▶ **PROBLEM REQUIREMENTS**
Output range, inclusive: from the line containing "write replies. Refusals" to the line containing "Overruns are counted". Restate those lines from the data below word for word and only those.

▶ **TASK INPUT**
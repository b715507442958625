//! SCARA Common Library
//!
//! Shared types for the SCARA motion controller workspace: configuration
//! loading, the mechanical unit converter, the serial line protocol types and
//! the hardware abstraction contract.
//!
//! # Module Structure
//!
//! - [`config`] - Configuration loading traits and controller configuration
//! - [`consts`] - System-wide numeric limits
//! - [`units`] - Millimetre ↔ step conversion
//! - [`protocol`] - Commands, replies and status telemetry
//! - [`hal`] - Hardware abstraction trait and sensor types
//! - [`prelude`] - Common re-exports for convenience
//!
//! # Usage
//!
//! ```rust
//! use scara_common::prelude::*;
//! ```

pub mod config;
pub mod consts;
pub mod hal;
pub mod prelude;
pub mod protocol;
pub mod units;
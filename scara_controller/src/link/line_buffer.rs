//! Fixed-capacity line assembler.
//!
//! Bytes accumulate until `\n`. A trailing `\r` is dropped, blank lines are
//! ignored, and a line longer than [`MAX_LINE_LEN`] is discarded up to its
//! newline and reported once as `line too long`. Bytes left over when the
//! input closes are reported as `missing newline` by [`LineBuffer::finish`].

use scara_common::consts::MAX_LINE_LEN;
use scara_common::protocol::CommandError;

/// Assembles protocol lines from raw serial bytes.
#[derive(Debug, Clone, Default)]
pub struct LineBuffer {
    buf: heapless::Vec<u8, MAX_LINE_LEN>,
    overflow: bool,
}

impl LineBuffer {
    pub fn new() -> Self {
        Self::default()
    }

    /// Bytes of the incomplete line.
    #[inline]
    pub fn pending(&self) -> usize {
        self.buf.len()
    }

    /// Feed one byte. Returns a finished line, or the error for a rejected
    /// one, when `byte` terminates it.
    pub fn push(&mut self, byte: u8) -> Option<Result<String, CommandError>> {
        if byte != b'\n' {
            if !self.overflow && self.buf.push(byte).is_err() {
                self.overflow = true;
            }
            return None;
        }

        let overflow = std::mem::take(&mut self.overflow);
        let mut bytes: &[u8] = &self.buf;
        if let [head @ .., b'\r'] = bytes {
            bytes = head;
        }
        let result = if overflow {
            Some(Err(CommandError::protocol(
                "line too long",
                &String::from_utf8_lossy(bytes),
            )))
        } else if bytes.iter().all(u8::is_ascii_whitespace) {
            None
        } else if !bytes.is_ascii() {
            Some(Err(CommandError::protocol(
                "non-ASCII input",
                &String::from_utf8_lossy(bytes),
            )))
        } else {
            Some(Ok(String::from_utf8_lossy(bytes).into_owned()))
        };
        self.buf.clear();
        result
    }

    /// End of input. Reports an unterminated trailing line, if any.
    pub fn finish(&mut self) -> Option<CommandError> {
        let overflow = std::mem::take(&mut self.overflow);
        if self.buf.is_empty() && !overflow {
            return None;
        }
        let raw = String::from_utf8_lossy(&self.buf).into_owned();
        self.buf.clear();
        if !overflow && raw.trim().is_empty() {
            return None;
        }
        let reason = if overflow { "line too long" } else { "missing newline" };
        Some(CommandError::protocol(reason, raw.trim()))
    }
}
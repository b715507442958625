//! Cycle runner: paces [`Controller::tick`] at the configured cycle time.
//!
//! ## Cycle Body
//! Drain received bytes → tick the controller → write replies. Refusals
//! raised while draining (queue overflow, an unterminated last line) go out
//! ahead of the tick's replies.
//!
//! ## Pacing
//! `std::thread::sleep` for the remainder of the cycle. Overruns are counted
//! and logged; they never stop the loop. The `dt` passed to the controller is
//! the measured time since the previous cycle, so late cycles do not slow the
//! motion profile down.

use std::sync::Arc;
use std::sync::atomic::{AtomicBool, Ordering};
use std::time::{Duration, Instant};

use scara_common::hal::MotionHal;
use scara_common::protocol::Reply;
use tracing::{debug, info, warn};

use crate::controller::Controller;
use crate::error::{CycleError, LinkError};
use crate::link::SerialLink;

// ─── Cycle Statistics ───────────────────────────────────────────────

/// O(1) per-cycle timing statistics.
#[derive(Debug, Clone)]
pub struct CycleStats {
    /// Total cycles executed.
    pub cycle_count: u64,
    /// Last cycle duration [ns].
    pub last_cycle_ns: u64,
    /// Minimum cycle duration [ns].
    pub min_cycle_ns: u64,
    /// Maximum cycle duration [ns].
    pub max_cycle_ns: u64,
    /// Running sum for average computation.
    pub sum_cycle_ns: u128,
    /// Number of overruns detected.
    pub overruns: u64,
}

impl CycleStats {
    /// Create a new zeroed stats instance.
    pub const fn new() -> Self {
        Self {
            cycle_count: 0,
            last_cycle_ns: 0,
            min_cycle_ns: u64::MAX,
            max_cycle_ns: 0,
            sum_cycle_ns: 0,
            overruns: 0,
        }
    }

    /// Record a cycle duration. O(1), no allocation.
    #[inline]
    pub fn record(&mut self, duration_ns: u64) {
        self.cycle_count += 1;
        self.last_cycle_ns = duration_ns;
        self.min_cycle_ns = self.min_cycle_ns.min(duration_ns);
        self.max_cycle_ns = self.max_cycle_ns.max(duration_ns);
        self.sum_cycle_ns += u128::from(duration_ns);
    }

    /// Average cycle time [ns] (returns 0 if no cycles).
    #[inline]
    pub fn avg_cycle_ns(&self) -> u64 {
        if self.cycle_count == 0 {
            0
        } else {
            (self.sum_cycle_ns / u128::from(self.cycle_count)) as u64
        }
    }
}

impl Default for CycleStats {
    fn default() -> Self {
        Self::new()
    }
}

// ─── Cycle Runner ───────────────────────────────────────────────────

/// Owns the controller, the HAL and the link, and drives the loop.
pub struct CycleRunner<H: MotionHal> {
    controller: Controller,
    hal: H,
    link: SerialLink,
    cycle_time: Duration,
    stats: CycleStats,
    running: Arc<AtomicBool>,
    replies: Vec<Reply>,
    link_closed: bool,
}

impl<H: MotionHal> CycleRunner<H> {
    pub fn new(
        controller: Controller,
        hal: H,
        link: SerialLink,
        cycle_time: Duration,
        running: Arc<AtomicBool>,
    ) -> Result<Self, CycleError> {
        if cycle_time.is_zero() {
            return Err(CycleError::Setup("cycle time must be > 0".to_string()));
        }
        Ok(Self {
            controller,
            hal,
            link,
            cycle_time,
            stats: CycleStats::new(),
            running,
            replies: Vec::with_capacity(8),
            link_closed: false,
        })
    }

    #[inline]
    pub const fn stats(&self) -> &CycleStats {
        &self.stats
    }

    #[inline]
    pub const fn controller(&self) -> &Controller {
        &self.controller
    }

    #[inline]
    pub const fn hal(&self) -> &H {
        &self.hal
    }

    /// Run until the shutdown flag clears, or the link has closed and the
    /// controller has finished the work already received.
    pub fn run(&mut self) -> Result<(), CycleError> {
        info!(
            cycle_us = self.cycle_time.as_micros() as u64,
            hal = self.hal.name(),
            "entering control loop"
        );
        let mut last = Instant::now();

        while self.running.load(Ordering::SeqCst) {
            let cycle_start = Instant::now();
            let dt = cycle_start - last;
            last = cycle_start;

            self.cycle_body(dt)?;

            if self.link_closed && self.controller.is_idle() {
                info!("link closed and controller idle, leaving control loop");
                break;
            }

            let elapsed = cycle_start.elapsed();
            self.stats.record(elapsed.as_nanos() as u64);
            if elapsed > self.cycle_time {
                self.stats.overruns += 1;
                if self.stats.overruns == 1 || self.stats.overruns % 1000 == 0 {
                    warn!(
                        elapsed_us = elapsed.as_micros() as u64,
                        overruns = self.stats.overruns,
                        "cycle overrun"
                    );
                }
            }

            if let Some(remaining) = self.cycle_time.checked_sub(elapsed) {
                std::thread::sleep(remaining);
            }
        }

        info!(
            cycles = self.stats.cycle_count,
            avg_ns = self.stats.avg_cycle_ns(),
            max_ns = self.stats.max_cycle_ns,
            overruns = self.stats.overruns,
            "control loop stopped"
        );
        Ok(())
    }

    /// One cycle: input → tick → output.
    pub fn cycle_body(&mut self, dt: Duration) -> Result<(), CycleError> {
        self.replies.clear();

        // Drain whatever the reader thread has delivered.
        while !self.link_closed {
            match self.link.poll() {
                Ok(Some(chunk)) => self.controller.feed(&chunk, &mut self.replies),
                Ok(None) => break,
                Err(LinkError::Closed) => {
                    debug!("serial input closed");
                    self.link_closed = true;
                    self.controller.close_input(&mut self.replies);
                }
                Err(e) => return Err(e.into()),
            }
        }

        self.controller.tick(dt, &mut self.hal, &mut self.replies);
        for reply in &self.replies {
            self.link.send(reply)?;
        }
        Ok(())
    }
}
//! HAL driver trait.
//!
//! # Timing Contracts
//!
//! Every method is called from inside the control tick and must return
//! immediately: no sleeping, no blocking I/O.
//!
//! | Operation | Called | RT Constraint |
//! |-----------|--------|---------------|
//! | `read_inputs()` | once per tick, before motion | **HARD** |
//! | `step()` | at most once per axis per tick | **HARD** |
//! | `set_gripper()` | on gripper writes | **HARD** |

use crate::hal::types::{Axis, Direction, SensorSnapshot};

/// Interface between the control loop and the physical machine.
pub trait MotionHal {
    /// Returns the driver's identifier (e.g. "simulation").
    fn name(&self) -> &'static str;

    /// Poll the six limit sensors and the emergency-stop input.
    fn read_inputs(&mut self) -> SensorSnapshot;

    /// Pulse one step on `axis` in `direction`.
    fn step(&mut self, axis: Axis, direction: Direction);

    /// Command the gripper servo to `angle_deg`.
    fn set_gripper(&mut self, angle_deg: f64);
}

▶ **PROBLEM SOLUTION**
//! Drain received bytes → tick the controller → write replies. Refusals
//! raised while draining (queue overflow, an unterminated last line) go out
//! ahead of the tick's replies.
//!
//! ## Pacing
//! `std::thread::sleep` for the remainder of the cycle. Overruns are counted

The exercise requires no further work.